The decision has led to petitions against conferring his degree, protests by both sides and the cancellation of bequests and donations to the university.
The resulting furore puts the lie to the oft-repeated claim that Canada has reached "social peace" on abortion. For if abortion were a truly settled issue, Morgentaler's honorary doctorate would have been of no more public interest than anyone else's.
But the decision to confer the degree also highlights a shift in thinking amongst supporters of abortion. As the medical and scientific reasons for so-called therapeutic abortion have been rendered increasingly indefensible, and the social science evidence increasingly negative, abortion supporters' rhetoric has changed.

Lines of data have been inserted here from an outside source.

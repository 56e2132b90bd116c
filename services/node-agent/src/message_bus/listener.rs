//! Bridge from the messaging transport's push callback to real-time
//! message consumers.

use std::fmt;
use std::str::FromStr;
use std::sync::Arc;

use bytes::Bytes;
use serde::{Deserialize, Serialize};
use thiserror::Error;
use tokio::sync::mpsc;
use tracing::{debug, warn};

use super::message::{Message, MessageError};

/// Transport property holding the encoded message.
pub const MESSAGE_PROPERTY: &str = "message";

/// A message as handed over by the transport.
pub trait InboundMessage: Send + Sync {
    /// Confirm receipt to the transport.
    fn acknowledge(&self) -> anyhow::Result<()>;

    fn bytes_property(&self, name: &str) -> Option<Bytes>;
}

/// Application-side consumer of real-time messages.
///
/// Runs on the transport's dispatch thread and must not block.
pub trait MessageCallback: Send + Sync {
    fn send_realtime_message(&self, message: Message) -> anyhow::Result<()>;
}

/// When a message is acknowledged relative to its processing.
#[derive(Debug, Clone, Copy, PartialEq, Eq, Default, Serialize, Deserialize)]
#[serde(rename_all = "kebab-case")]
pub enum DeliveryMode {
    /// Acknowledge before processing. Failed messages are lost.
    #[default]
    AtMostOnce,
    /// Acknowledge after successful processing. Failures are reported to the
    /// transport, which may redeliver.
    AtLeastOnce,
}

impl fmt::Display for DeliveryMode {
    fn fmt(&self, f: &mut fmt::Formatter<'_>) -> fmt::Result {
        match self {
            DeliveryMode::AtMostOnce => write!(f, "at-most-once"),
            DeliveryMode::AtLeastOnce => write!(f, "at-least-once"),
        }
    }
}

impl FromStr for DeliveryMode {
    type Err = String;

    fn from_str(s: &str) -> Result<Self, Self::Err> {
        match s.to_ascii_lowercase().replace('_', "-").as_str() {
            "at-most-once" => Ok(DeliveryMode::AtMostOnce),
            "at-least-once" => Ok(DeliveryMode::AtLeastOnce),
            other => Err(format!("unknown delivery mode: {other}")),
        }
    }
}

#[derive(Debug, Error)]
pub enum DeliveryError {
    #[error("inbound message has no {0:?} property")]
    MissingProperty(&'static str),

    #[error("failed to decode message: {0}")]
    Decode(#[from] MessageError),

    #[error("message callback failed: {0:#}")]
    Callback(anyhow::Error),

    #[error("failed to acknowledge message: {0:#}")]
    Acknowledge(anyhow::Error),
}

/// Handles each inbound message per the configured [`DeliveryMode`].
pub struct MessageListener {
    callback: Arc<dyn MessageCallback>,
    mode: DeliveryMode,
}

impl MessageListener {
    pub fn new(callback: Arc<dyn MessageCallback>, mode: DeliveryMode) -> Self {
        Self { callback, mode }
    }

    pub fn mode(&self) -> DeliveryMode {
        self.mode
    }

    /// Invoked by the transport for every inbound message.
    ///
    /// At-most-once: the message is acknowledged exactly once before
    /// anything else; an acknowledgement failure is logged and ignored, and
    /// a callback failure is only logged. At-least-once: the message is
    /// acknowledged only after the callback succeeds, and every failure is
    /// returned.
    pub fn on_message(&self, inbound: &dyn InboundMessage) -> Result<(), DeliveryError> {
        match self.mode {
            DeliveryMode::AtMostOnce => {
                if let Err(e) = inbound.acknowledge() {
                    warn!(error = %e, "Failed to acknowledge message");
                }

                let message = decode(inbound)?;
                let id = message.id.clone();
                if let Err(e) = self.callback.send_realtime_message(message) {
                    warn!(message_id = %id, error = %e, "Message callback failed after acknowledgement");
                }
                Ok(())
            }
            DeliveryMode::AtLeastOnce => {
                let message = decode(inbound)?;
                let id = message.id.clone();
                self.callback
                    .send_realtime_message(message)
                    .map_err(DeliveryError::Callback)?;
                inbound.acknowledge().map_err(DeliveryError::Acknowledge)?;
                debug!(message_id = %id, "Message delivered");
                Ok(())
            }
        }
    }
}

fn decode(inbound: &dyn InboundMessage) -> Result<Message, DeliveryError> {
    let raw = inbound
        .bytes_property(MESSAGE_PROPERTY)
        .ok_or(DeliveryError::MissingProperty(MESSAGE_PROPERTY))?;
    Ok(Message::decode(&raw)?)
}

/// Callback that hands messages to an independent task over a bounded
/// channel. Never blocks: a full channel fails the delivery.
pub struct ChannelCallback {
    tx: mpsc::Sender<Message>,
}

impl ChannelCallback {
    pub fn new(capacity: usize) -> (Self, mpsc::Receiver<Message>) {
        let (tx, rx) = mpsc::channel(capacity);
        (Self { tx }, rx)
    }
}

impl MessageCallback for ChannelCallback {
    fn send_realtime_message(&self, message: Message) -> anyhow::Result<()> {
        self.tx.try_send(message).map_err(|e| match e {
            mpsc::error::TrySendError::Full(_) => anyhow::anyhow!("real-time channel is full"),
            mpsc::error::TrySendError::Closed(_) => anyhow::anyhow!("real-time channel is closed"),
        })
    }
}

#[cfg(test)]
mod tests {
    use super::*;
    use std::sync::atomic::{AtomicUsize, Ordering};

    struct FakeInbound {
        payload: Option<Bytes>,
        fail_ack: bool,
        acks: AtomicUsize,
    }

    impl FakeInbound {
        fn new(payload: Option<Bytes>) -> Self {
            Self {
                payload,
                fail_ack: false,
                acks: AtomicUsize::new(0),
            }
        }

        fn failing_ack(payload: Option<Bytes>) -> Self {
            Self {
                fail_ack: true,
                ..Self::new(payload)
            }
        }

        fn acks(&self) -> usize {
            self.acks.load(Ordering::SeqCst)
        }
    }

    impl InboundMessage for FakeInbound {
        fn acknowledge(&self) -> anyhow::Result<()> {
            self.acks.fetch_add(1, Ordering::SeqCst);
            if self.fail_ack {
                anyhow::bail!("session closed");
            }
            Ok(())
        }

        fn bytes_property(&self, name: &str) -> Option<Bytes> {
            (name == MESSAGE_PROPERTY).then(|| self.payload.clone()).flatten()
        }
    }

    struct FailingCallback {
        calls: AtomicUsize,
    }

    impl MessageCallback for FailingCallback {
        fn send_realtime_message(&self, _message: Message) -> anyhow::Result<()> {
            self.calls.fetch_add(1, Ordering::SeqCst);
            anyhow::bail!("consumer crashed")
        }
    }

    fn payload(id: &str) -> Bytes {
        Message {
            id: id.to_string(),
            content_data: Bytes::from_static(b"hello"),
            ..Message::default()
        }
        .encode()
        .unwrap()
    }

    #[test]
    fn test_delivery_mode_parse() {
        assert_eq!("at-least-once".parse::<DeliveryMode>(), Ok(DeliveryMode::AtLeastOnce));
        assert_eq!("AT_MOST_ONCE".parse::<DeliveryMode>(), Ok(DeliveryMode::AtMostOnce));
        assert!("exactly-once".parse::<DeliveryMode>().is_err());
        assert_eq!(DeliveryMode::default().to_string(), "at-most-once");
    }

    #[tokio::test]
    async fn test_at_most_once_delivers_to_channel() {
        let (callback, mut rx) = ChannelCallback::new(4);
        let listener = MessageListener::new(Arc::new(callback), DeliveryMode::AtMostOnce);
        let inbound = FakeInbound::new(Some(payload("m1")));

        listener.on_message(&inbound).unwrap();
        assert_eq!(inbound.acks(), 1);
        let received = rx.recv().await.unwrap();
        assert_eq!(received.id, "m1");
        assert_eq!(received.content_data.as_ref(), b"hello");
    }

    #[test]
    fn test_at_most_once_acks_once_when_callback_fails() {
        let callback = Arc::new(FailingCallback {
            calls: AtomicUsize::new(0),
        });
        let listener = MessageListener::new(callback.clone(), DeliveryMode::AtMostOnce);
        let inbound = FakeInbound::new(Some(payload("m1")));

        assert!(listener.on_message(&inbound).is_ok());
        assert_eq!(inbound.acks(), 1);
        assert_eq!(callback.calls.load(Ordering::SeqCst), 1);
    }

    #[test]
    fn test_at_most_once_swallows_ack_failure() {
        let (callback, mut rx) = ChannelCallback::new(1);
        let listener = MessageListener::new(Arc::new(callback), DeliveryMode::AtMostOnce);
        let inbound = FakeInbound::failing_ack(Some(payload("m1")));

        listener.on_message(&inbound).unwrap();
        assert_eq!(inbound.acks(), 1);
        assert_eq!(rx.try_recv().unwrap().id, "m1");
    }

    #[test]
    fn test_missing_property() {
        let (callback, _rx) = ChannelCallback::new(1);
        let listener = MessageListener::new(Arc::new(callback), DeliveryMode::AtMostOnce);
        let inbound = FakeInbound::new(None);

        let err = listener.on_message(&inbound).unwrap_err();
        assert!(matches!(err, DeliveryError::MissingProperty("message")));
        // Acknowledged before the payload is looked at.
        assert_eq!(inbound.acks(), 1);
    }

    #[test]
    fn test_at_least_once_does_not_ack_failed_callback() {
        let callback = Arc::new(FailingCallback {
            calls: AtomicUsize::new(0),
        });
        let listener = MessageListener::new(callback, DeliveryMode::AtLeastOnce);
        let inbound = FakeInbound::new(Some(payload("m1")));

        let err = listener.on_message(&inbound).unwrap_err();
        assert!(matches!(err, DeliveryError::Callback(_)));
        assert_eq!(inbound.acks(), 0);
    }

    #[test]
    fn test_at_least_once_reports_ack_failure() {
        let (callback, mut rx) = ChannelCallback::new(1);
        let listener = MessageListener::new(Arc::new(callback), DeliveryMode::AtLeastOnce);
        let inbound = FakeInbound::failing_ack(Some(payload("m1")));

        let err = listener.on_message(&inbound).unwrap_err();
        assert!(matches!(err, DeliveryError::Acknowledge(_)));
        assert_eq!(rx.try_recv().unwrap().id, "m1");
    }

    #[test]
    fn test_channel_callback_full() {
        let (callback, _rx) = ChannelCallback::new(1);
        callback.send_realtime_message(Message::default()).unwrap();
        let err = callback.send_realtime_message(Message::default()).unwrap_err();
        assert!(err.to_string().contains("full"));
    }
}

When abortion was first legalized, its supporters spoke of it as a tragic but sometimes necessary procedure to prevent worse health risks. Now its supporters praise abortion in itself as a practical good, the sine qua non of women's freedom. Its eugenic benefits are now openly praised for reducing everything from health care costs to crime rates.
A similar shift in thinking occured in the United States about slavery in the period between the end of the American Revolution and the Civil War. Even in the South, slavery was generally regarded as a temporary evil that would eventually disappear.

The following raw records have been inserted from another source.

//! Unikernel backend implementation.
//!
//! Drives micro-VMs through the local control tool:
//!
//! ```text
//! ukdctl status --name <id>
//! ukdctl start --image-location <image_location>/<image> --name <id>
//! ukdctl stop --name <id>
//! ```

use std::path::{Component, Path, PathBuf};
use std::sync::Arc;

use async_trait::async_trait;
use tracing::{debug, info, warn};

use crate::command::{CommandRunner, CommandSpec, OperationContext};
use crate::error::{AgentError, Result};
use crate::identity::{IdentityGuard, IdentityMap, WorkloadIdentity};
use crate::resources::{self, MemoryProbe};
use crate::runtime::{BackendKind, Workload, WorkloadBackend, WorkloadDescriptor};
use crate::status::{now_millis, StatusRegistry, WorkloadState, WorkloadStatus};

use super::output::{self, StartOutcome};

/// Default control tool binary.
pub const DEFAULT_CONTROL_TOOL: &str = "ukdctl";

/// Default directory holding unikernel images.
pub const DEFAULT_IMAGE_LOCATION: &str = "/osv-images";

/// Configuration for the unikernel backend.
#[derive(Debug, Clone)]
pub struct UnikernelConfig {
    /// Control tool binary.
    pub control_tool: String,
    /// Directory holding unikernel images.
    pub image_location: PathBuf,
}

impl Default for UnikernelConfig {
    fn default() -> Self {
        Self {
            control_tool: DEFAULT_CONTROL_TOOL.to_string(),
            image_location: PathBuf::from(DEFAULT_IMAGE_LOCATION),
        }
    }
}

/// Unikernel workload backend.
pub struct UnikernelBackend {
    config: UnikernelConfig,
    runner: Arc<dyn CommandRunner>,
    memory: Arc<dyn MemoryProbe>,
    status: Arc<StatusRegistry>,
    identities: IdentityMap,
}

impl UnikernelBackend {
    /// Create the backend.
    ///
    /// Fails with [`AgentError::Config`] if the image location is not an
    /// existing directory.
    pub fn new(
        config: UnikernelConfig,
        runner: Arc<dyn CommandRunner>,
        memory: Arc<dyn MemoryProbe>,
        status: Arc<StatusRegistry>,
    ) -> Result<Self> {
        if !config.image_location.is_dir() {
            return Err(AgentError::Config(format!(
                "image location {} is not a directory",
                config.image_location.display()
            )));
        }

        info!(
            control_tool = %config.control_tool,
            image_location = %config.image_location.display(),
            "Creating unikernel backend"
        );

        Ok(Self {
            config,
            runner,
            memory,
            status,
            identities: IdentityMap::new(),
        })
    }

    pub fn config(&self) -> &UnikernelConfig {
        &self.config
    }

    pub fn identities(&self) -> &IdentityMap {
        &self.identities
    }

    /// Record the identity a subsequent `start` will launch.
    pub async fn register(&self, identity: WorkloadIdentity) {
        debug!(app_id = %identity.app_id, image = %identity.image_name, "Registering identity");
        self.identities.register(identity).await;
    }

    /// Resolve an image file inside the image location.
    ///
    /// The name must be a single plain file name.
    fn image_path(&self, image_name: &str) -> Result<PathBuf> {
        let mut components = Path::new(image_name).components();
        match (components.next(), components.next()) {
            (Some(Component::Normal(name)), None) if name == image_name => {
                Ok(self.config.image_location.join(name))
            }
            _ => Err(AgentError::Config(format!(
                "invalid image name: {image_name:?}"
            ))),
        }
    }

    fn tool(&self) -> CommandSpec {
        CommandSpec::new(&self.config.control_tool)
    }

    fn known_identity(guard: &IdentityGuard<'_>) -> Result<WorkloadIdentity> {
        guard.identity().ok_or_else(|| {
            AgentError::Config(format!("unknown application id: {}", guard.app_id()))
        })
    }

    async fn launch(
        &self,
        guard: &IdentityGuard<'_>,
        identity: &WorkloadIdentity,
        image: &Path,
        ctx: &OperationContext,
    ) -> Result<StartOutcome> {
        let command = self
            .tool()
            .arg("start")
            .arg("--image-location")
            .arg(image.to_string_lossy())
            .arg("--name")
            .arg(&identity.app_id);

        let result = self.runner.run(&command, ctx).await?;
        debug!(app_id = %identity.app_id, stderr = %result.stderr(), "Start output");

        let report = output::parse_start(result.stderr())?;
        let outcome = output::start_outcome(report, result.stderr())?;
        match &outcome {
            StartOutcome::Started { address } => {
                guard.set_address(address);
                info!(app_id = %identity.app_id, address = %address, "Unikernel started");
            }
            StartOutcome::AlreadyRunning => {
                info!(app_id = %identity.app_id, "Unikernel already running");
            }
        }
        Ok(outcome)
    }

    async fn halt(&self, guard: &IdentityGuard<'_>, ctx: &OperationContext) -> Result<()> {
        let app_id = guard.app_id();
        let command = self.tool().arg("stop").arg("--name").arg(app_id);

        let result = self.runner.run(&command, ctx).await?;
        debug!(app_id = %app_id, stderr = %result.stderr(), "Stop output");

        let report = output::parse_stop(result.stderr())?;
        if !report.confirmed() {
            return Err(AgentError::Execution(format!(
                "workload not stopped: {}",
                report.info
            )));
        }

        guard.remove();
        info!(app_id = %app_id, "Unikernel stopped");
        Ok(())
    }
}

#[async_trait]
impl WorkloadBackend for UnikernelBackend {
    fn kind(&self) -> BackendKind {
        BackendKind::Unikernel
    }

    async fn connect(&self, _ctx: &OperationContext) -> Result<()> {
        // The control tool runs locally; there is no daemon connection.
        Ok(())
    }

    async fn is_connected(&self, _ctx: &OperationContext) -> bool {
        true
    }

    async fn status(&self, id: &str, ctx: &OperationContext) -> Result<WorkloadStatus> {
        let command = self.tool().arg("status").arg("--name").arg(id);
        let result = self.runner.run(&command, ctx).await?;
        let observed = output::parse_status(result.stdout());
        debug!(app_id = %id, observed = %observed, "Status queried");

        let now = now_millis();
        Ok(self.status.update_workload(id, |status| match observed {
            WorkloadState::Running => status.mark_running(now),
            _ if status.state.is_active() => status.mark_stopped(),
            _ => {}
        }))
    }

    async fn start(&self, id: &str, ctx: &OperationContext) -> Result<WorkloadStatus> {
        let guard = self.identities.lock(id).await;
        let identity = Self::known_identity(&guard)?;
        let image = self.image_path(&identity.image_name)?;

        resources::admit_start(self.memory.as_ref())?;

        info!(app_id = %id, image = %identity.image_name, "Starting unikernel");
        let previous = self.status.get_or_create_workload(id);
        self.status
            .update_workload(id, |status| status.state = WorkloadState::Starting);

        match self.launch(&guard, &identity, &image, ctx).await {
            Ok(outcome) => {
                let now = now_millis();
                Ok(self.status.update_workload(id, |status| {
                    status.mark_running(now);
                    // An instance that was already up keeps its start time.
                    if outcome == StartOutcome::AlreadyRunning
                        && previous.state == WorkloadState::Running
                    {
                        status.start_time = previous.start_time;
                    }
                }))
            }
            Err(e) => {
                warn!(app_id = %id, error = %e, "Failed to start unikernel");
                self.status
                    .update_workload(id, |status| status.state = WorkloadState::Failed);
                Err(e)
            }
        }
    }

    async fn stop(&self, id: &str, ctx: &OperationContext) -> Result<()> {
        let guard = self.identities.lock(id).await;
        Self::known_identity(&guard)?;

        info!(app_id = %id, "Stopping unikernel");
        self.status
            .update_workload(id, |status| status.state = WorkloadState::Stopping);

        match self.halt(&guard, ctx).await {
            Ok(()) => {
                self.status.update_workload(id, |status| status.mark_stopped());
                Ok(())
            }
            Err(e) => {
                warn!(app_id = %id, error = %e, "Failed to stop unikernel");
                self.status
                    .update_workload(id, |status| status.state = WorkloadState::Failed);
                Err(e)
            }
        }
    }

    async fn pull_image(&self, image: &str, _ctx: &OperationContext) -> Result<()> {
        let path = self.image_path(image)?;
        if !is_file(&path).await {
            return Err(AgentError::Execution(format!(
                "image {} not found in {}",
                image,
                self.config.image_location.display()
            )));
        }
        debug!(image = %image, "Image present");
        Ok(())
    }

    async fn remove_image(&self, image: &str, _ctx: &OperationContext) -> Result<()> {
        let path = self.image_path(image)?;
        match tokio::fs::remove_file(&path).await {
            Ok(()) => {
                info!(image = %image, "Image removed");
                Ok(())
            }
            Err(e) if e.kind() == std::io::ErrorKind::NotFound => Ok(()),
            Err(e) => Err(AgentError::Execution(format!(
                "failed to remove image {}: {e}",
                path.display()
            ))),
        }
    }

    /// Identities whose last observed state is RUNNING.
    async fn list(&self, _ctx: &OperationContext) -> Result<Vec<WorkloadDescriptor>> {
        Ok(self
            .identities
            .snapshot()
            .into_iter()
            .filter_map(|identity| {
                let state = self.status.workload(&identity.app_id)?.state;
                if state != WorkloadState::Running {
                    return None;
                }
                let address = identity.has_address().then(|| identity.ip_address.clone());
                Some(WorkloadDescriptor {
                    id: identity.app_id,
                    runtime_id: None,
                    image: identity.image_name,
                    state,
                    address,
                })
            })
            .collect())
    }

    async fn ports_match(&self, _workload: &Workload, _ctx: &OperationContext) -> Result<bool> {
        // The control tool has no port-mapping model.
        Ok(true)
    }
}

async fn is_file(path: &Path) -> bool {
    tokio::fs::metadata(path)
        .await
        .map(|meta| meta.is_file())
        .unwrap_or(false)
}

But as abolitionist sentiment grew throughout the North and the rest of the civilized world, and economic and social changes rendered slavery increasingly anachronistic, Southern defenders of slavery began praising slavery as a positive good, not only for white slaveholders, but also for the slaves themselves.
The pro-life movement in Canada needs to address this shift in thinking and counter it. Something much more malign underlies the rhetoric of "choice" now than did 35 years ago. That malignancy manifests itself today with honorary degrees to abortionists and celebratory barbecues. Tomorrow, its manifestations may be much worse.